• What is expected
Print verbatim the opening line of the material and every subsequent line through the one containing "the ping-pong state".

• Exercise input
- Opening Delimiter -
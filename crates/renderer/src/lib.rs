//! GPU renderer and interactive window for chromalife.
//!
//! The crate runs the continuous automaton from `automaton` on the GPU and
//! shows it in a `winit` window. The overall flow is:
//!
//! ```text
//!   chromalife CLI
//!          │ RendererConfig
//!          ▼
//!   Renderer::run ──▶ WindowState ──▶ winit event loop ──▶ render_frame()
//!                                                 │
//!                 interaction ─▶ promote ─▶ update ─▶ present ─▶ swap
//! ```
//!
//! `WindowState` turns mouse and keyboard input into a `PointerState` and a
//! per-frame `Parameters` snapshot. `GpuSimulation` owns the ping-pong state
//! textures, the kernel tap texture and the three fragment pipelines, and
//! runs the same frame sequence as the CPU `automaton::Pipeline`.

mod compile;
mod gpu;
mod runtime;
mod types;
mod window;

use anyhow::Result;

pub use types::{GpuPowerPreference, NamedPreset, RendererConfig};

/// Entry point that owns the chosen configuration.
pub struct Renderer {
    config: RendererConfig,
}

impl Renderer {
    pub fn new(config: RendererConfig) -> Self {
        Self { config }
    }

    pub fn config(&self) -> &RendererConfig {
        &self.config
    }

    /// Opens the window and blocks until it is closed.
    ///
    /// Fails when no window system or compatible GPU adapter is available.
    pub fn run(&mut self) -> Result<()> {
        tracing::info!(
            width = self.config.grid_size.0,
            height = self.config.grid_size.1,
            scale = self.config.scale,
            presets = self.config.presets.len(),
            "starting renderer"
        );
        window::run_window(self.config.clone())
    }
}
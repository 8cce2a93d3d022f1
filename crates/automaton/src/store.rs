use crate::error::AllocationError;
use crate::grid::{Extent, Grid};

/// Double buffer of grids with fixed read/write roles per frame.
#[derive(Debug, Clone)]
pub struct StateStore {
    read: Grid,
    write: Grid,
}

impl StateStore {
    /// Allocates both buffers at `extent`, cleared to black.
    pub fn new(extent: Extent) -> Result<Self, AllocationError> {
        let read = Grid::new(extent)?;
        let write = Grid::new(extent)?;
        Ok(Self { read, write })
    }

    /// Builds a store whose read buffer starts from `initial`.
    pub fn from_grid(initial: Grid) -> Result<Self, AllocationError> {
        let write = Grid::new(initial.extent())?;
        Ok(Self {
            read: initial,
            write,
        })
    }

    pub fn extent(&self) -> Extent {
        self.read.extent()
    }

    pub fn current_read(&self) -> &Grid {
        &self.read
    }

    pub fn current_write(&mut self) -> &mut Grid {
        &mut self.write
    }

    /// Borrows the read buffer and the write buffer at the same time.
    pub fn split(&mut self) -> (&Grid, &mut Grid) {
        (&self.read, &mut self.write)
    }

    /// Copies the write buffer into the read buffer without changing roles.
    pub fn promote_write(&mut self) {
        self.read.copy_from(&self.write);
    }

    /// Exchanges roles; called once per completed frame.
    pub fn swap(&mut self) {
        std::mem::swap(&mut self.read, &mut self.write);
    }
}
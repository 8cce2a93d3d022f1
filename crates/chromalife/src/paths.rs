//! Locates the user configuration directory that may hold a `presets.toml`.
//!
//! `CHROMALIFE_CONFIG_DIR` overrides the platform default from
//! `directories-next`. Nothing is created on disk; a missing file simply
//! means only the built-in presets are available.

use std::env;
use std::path::{Path, PathBuf};

use anyhow::{anyhow, Result};
use directories_next::ProjectDirs;

pub const ENV_CONFIG_DIR: &str = "CHROMALIFE_CONFIG_DIR";
pub const PRESETS_FILE: &str = "presets.toml";

const QUALIFIER: &str = "org";
const ORGANISATION: &str = "chromalife";
const APPLICATION: &str = "chromalife";

#[derive(Debug, Clone)]
pub struct AppPaths {
    config_dir: PathBuf,
}

impl AppPaths {
    pub fn discover() -> Result<Self> {
        if let Some(config_dir) = env_override(ENV_CONFIG_DIR) {
            return Ok(Self { config_dir });
        }
        let project_dirs = ProjectDirs::from(QUALIFIER, ORGANISATION, APPLICATION)
            .ok_or_else(|| anyhow!("failed to determine user directories"))?;
        Ok(Self {
            config_dir: project_dirs.config_dir().to_path_buf(),
        })
    }

    pub fn config_dir(&self) -> &Path {
        &self.config_dir
    }

    pub fn presets_file(&self) -> PathBuf {
        self.config_dir.join(PRESETS_FILE)
    }
}

fn env_override(name: &str) -> Option<PathBuf> {
    match env::var_os(name) {
        Some(value) if !value.is_empty() => Some(PathBuf::from(value)),
        _ => None,
    }
}
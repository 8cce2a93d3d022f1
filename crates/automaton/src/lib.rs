//! CPU reference pipeline for a three-channel continuous cellular automaton.
//!
//! Each frame runs a conditional interaction pass (brush, reseed, clear), a
//! convolution-based update with birth/survival growth lobes and a 3x3
//! channel coupling matrix, and a present pass, over a double-buffered grid.
//! Per-cell work is spread across grid rows with `rayon`.
//!
//! Types:
//! - [`Pipeline`]: lifecycle API (`initialize`, `tick`, `resize`, `destroy`).
//! - [`Parameters`] / [`PointerState`]: per-frame input snapshots.
//! - [`Grid`], [`StateStore`], [`KernelImage`], [`KernelTaps`]: data model.

pub mod error;
pub mod grid;
pub mod growth;
pub mod hash;
pub mod interaction;
pub mod kernel;
pub mod params;
pub mod present;
pub mod scheduler;
pub mod store;
pub mod update;

pub use error::{AllocationError, PipelineError};
pub use grid::{Extent, Grid, Rgb, CHANNELS, MAX_GRID_SIDE};
pub use growth::{GrowthFunction, Lobe};
pub use interaction::{CellOverride, InteractionStage, WARMUP_FRAMES};
pub use kernel::{KernelImage, KernelTaps, Tap};
pub use params::{ColorMix, KernelProfile, Parameters, PointerState};
pub use present::PresentStage;
pub use scheduler::{
    FrameCounter, FrameScheduler, KernelPolicy, Pipeline, ResizeHandle, SchedulerState,
};
pub use store::StateStore;
pub use update::UpdateStage;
- Closing Delimiter -
• Your solution
filename crates/renderer/src/lib.rs
//! GPU renderer and interactive window for chromalife.
//!
//! The crate runs the continuous automaton from `automaton` on the GPU and
//! shows it in a `winit` window. The overall flow is:
//!
//! ```text
//!   chromalife CLI
//!          │ RendererConfig
//!          ▼
//!   Renderer::run ──▶ WindowState ──▶ winit event loop ──▶ render_frame()
//!                                                 │
//!                 interaction ─▶ promote ─▶ update ─▶ present ─▶ swap
//! ```
//!
//! `WindowState` turns mouse and keyboard input into a `PointerState` and a
//! per-frame `Parameters` snapshot. `GpuSimulation` owns the ping-pong state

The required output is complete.